Work request:
Entries follow. Set all of them down as they stand.

Supplied records:

┄┄┄┄┄┄┄┄┄┄

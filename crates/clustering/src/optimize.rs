//! Multi-start search for low-variance clusterings.
//!
//! # Algorithm
//!
//! A single k-means seeding is sensitive to where its initial centers land.
//! The search scores many candidate seed sets and keeps the one whose
//! clusters have the lowest [`Clusters::sum_cluster_variance`].
//!
//! Each candidate is scored from exactly one assignment pass: seed `k`
//! clusters, then append every observation to its nearest seed. There is no
//! refinement loop, so the result is the best one-shot assignment found, not
//! a converged Lloyd's iteration.
//!
//! # Candidate generation
//!
//! - **Exhaustive** (`k < exhaustive_below`, default 3): every ordered
//!   k-permutation of the dataset is tried, `n!/(n-k)!` candidates of
//!   `O(n·k·degree)` each. Meant for small datasets; there is no size guard
//!   unless [`Config::with_max_exhaustive_candidates`] sets one.
//! - **Randomized** (otherwise): `trials_per_cluster * k` (default `1000 * k`)
//!   independent reservoir samples.
//!
//! Ties keep the first candidate found.
//!
//! # Observer Events
//!
//! The search emits one [`Event`] per scored candidate. Observers can return
//! [`Action::StopEarly`] to end the search after that candidate.
//!
//! [`Clusters::sum_cluster_variance`]: crate::Clusters::sum_cluster_variance

mod action;
mod candidates;
mod config;
mod event;
mod search;
mod solution;
mod state;


pub use action::Action;
pub use config::{Config, ConfigError, DEFAULT_EXHAUSTIVE_BELOW, DEFAULT_TRIALS_PER_CLUSTER};
pub use event::Event;
pub use solution::{Solution, Status, Strategy};

use kmeans_core::{Error, Number, Observations, Observer};
use rand::Rng;

use crate::Clusters;

use search::search;

/// Searches for the lowest-variance clustering of `dataset` into `k` clusters.
///
/// The observer receives an [`Event`] for each scored candidate.
/// See the [module docs](self) for how candidates are generated.
///
/// # Errors
///
/// Returns [`Error::KMustBeGreaterThanZero`] if `k` is zero, and
/// [`Error::EmptyObservations`] if the dataset has no axes or no observations.
pub fn optimize<'a, T, D, R, Obs>(
    k: usize,
    dataset: &'a D,
    config: &Config,
    rng: &mut R,
    observer: Obs,
) -> Result<Solution<T, D::Item<'a>>, Error>
where
    T: Number,
    D: Observations<T>,
    R: Rng,
    Obs: for<'e> Observer<Event<'e, T, D::Item<'a>>, Action>,
{
    search(k, dataset, config, rng, observer)
}

/// Searches for the lowest-variance clustering without observer support.
///
/// This is a convenience wrapper around [`optimize`] that uses a no-op observer.
///
/// # Errors
///
/// Returns [`Error::KMustBeGreaterThanZero`] if `k` is zero, and
/// [`Error::EmptyObservations`] if the dataset has no axes or no observations.
pub fn optimize_unobserved<'a, T, D, R>(
    k: usize,
    dataset: &'a D,
    config: &Config,
    rng: &mut R,
) -> Result<Solution<T, D::Item<'a>>, Error>
where
    T: Number,
    D: Observations<T>,
    R: Rng,
{
    optimize(k, dataset, config, rng, ())
}

/// Returns the lowest-variance clustering found with the default [`Config`].
///
/// Uses a thread-local random number generator for the randomized search.
///
/// # Errors
///
/// Returns [`Error::KMustBeGreaterThanZero`] if `k` is zero, and
/// [`Error::EmptyObservations`] if the dataset has no axes or no observations.
pub fn optimize_clusters<T, D>(k: usize, dataset: &D) -> Result<Clusters<T, D::Item<'_>>, Error>
where
    T: Number,
    D: Observations<T>,
{
    optimize_unobserved(k, dataset, &Config::default(), &mut rand::rng())
        .map(|solution| solution.clusters)
}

┄┄┄┄┄┄┄┄┄┄

Written response:
filename crates/clustering/src/optimize.rs
//! Multi-start search for low-variance clusterings.
//!
//! # Algorithm
//!
//! A single k-means seeding is sensitive to where its initial centers land.
//! The search scores many candidate seed sets and keeps the one whose
//! clusters have the lowest [`Clusters::sum_cluster_variance`].
//!
//! Each candidate is scored from exactly one assignment pass: seed `k`
//! clusters, then append every observation to its nearest seed. There is no
//! refinement loop, so the result is the best one-shot assignment found, not
//! a converged Lloyd's iteration.
//!
//! # Candidate generation
//!
//! - **Exhaustive** (`k < exhaustive_below`, default 3): every ordered
//!   k-permutation of the dataset is tried, `n!/(n-k)!` candidates of
//!   `O(n·k·degree)` each. Meant for small datasets; there is no size guard
//!   unless [`Config::with_max_exhaustive_candidates`] sets one.
//! - **Randomized** (otherwise): `trials_per_cluster * k` (default `1000 * k`)
//!   independent reservoir samples.
//!
//! Ties keep the first candidate found.
//!
//! # Observer Events
//!
//! The search emits one [`Event`] per scored candidate. Observers can return
//! [`Action::StopEarly`] to end the search after that candidate.
//!
//! [`Clusters::sum_cluster_variance`]: crate::Clusters::sum_cluster_variance

mod action;
mod candidates;
mod config;
mod event;
mod search;
mod solution;
mod state;


pub use action::Action;
pub use config::{Config, ConfigError, DEFAULT_EXHAUSTIVE_BELOW, DEFAULT_TRIALS_PER_CLUSTER};
pub use event::Event;
pub use solution::{Solution, Status, Strategy};

use kmeans_core::{Error, Number, Observations, Observer};
use rand::Rng;

use crate::Clusters;

use search::search;

/// Searches for the lowest-variance clustering of `dataset` into `k` clusters.
///
/// The observer receives an [`Event`] for each scored candidate.
/// See the [module docs](self) for how candidates are generated.
///
/// # Errors
///
/// Returns [`Error::KMustBeGreaterThanZero`] if `k` is zero, and
/// [`Error::EmptyObservations`] if the dataset has no axes or no observations.
pub fn optimize<'a, T, D, R, Obs>(
    k: usize,
    dataset: &'a D,
    config: &Config,
    rng: &mut R,
    observer: Obs,
) -> Result<Solution<T, D::Item<'a>>, Error>
where
    T: Number,
    D: Observations<T>,
    R: Rng,
    Obs: for<'e> Observer<Event<'e, T, D::Item<'a>>, Action>,
{
    search(k, dataset, config, rng, observer)
}

/// Searches for the lowest-variance clustering without observer support.
///
/// This is a convenience wrapper around [`optimize`] that uses a no-op observer.
///
/// # Errors
///
/// Returns [`Error::KMustBeGreaterThanZero`] if `k` is zero, and
/// [`Error::EmptyObservations`] if the dataset has no axes or no observations.
pub fn optimize_unobserved<'a, T, D, R>(
    k: usize,
    dataset: &'a D,
    config: &Config,
    rng: &mut R,
) -> Result<Solution<T, D::Item<'a>>, Error>
where
    T: Number,
    D: Observations<T>,
    R: Rng,
{
    optimize(k, dataset, config, rng, ())
}

/// Returns the lowest-variance clustering found with the default [`Config`].
///
/// Uses a thread-local random number generator for the randomized search.
///
/// # Errors
///
/// Returns [`Error::KMustBeGreaterThanZero`] if `k` is zero, and
/// [`Error::EmptyObservations`] if the dataset has no axes or no observations.
pub fn optimize_clusters<T, D>(k: usize, dataset: &D) -> Result<Clusters<T, D::Item<'_>>, Error>
where
    T: Number,
    D: Observations<T>,
{
    optimize_unobserved(k, dataset, &Config::default(), &mut rand::rng())
        .map(|solution| solution.clusters)
}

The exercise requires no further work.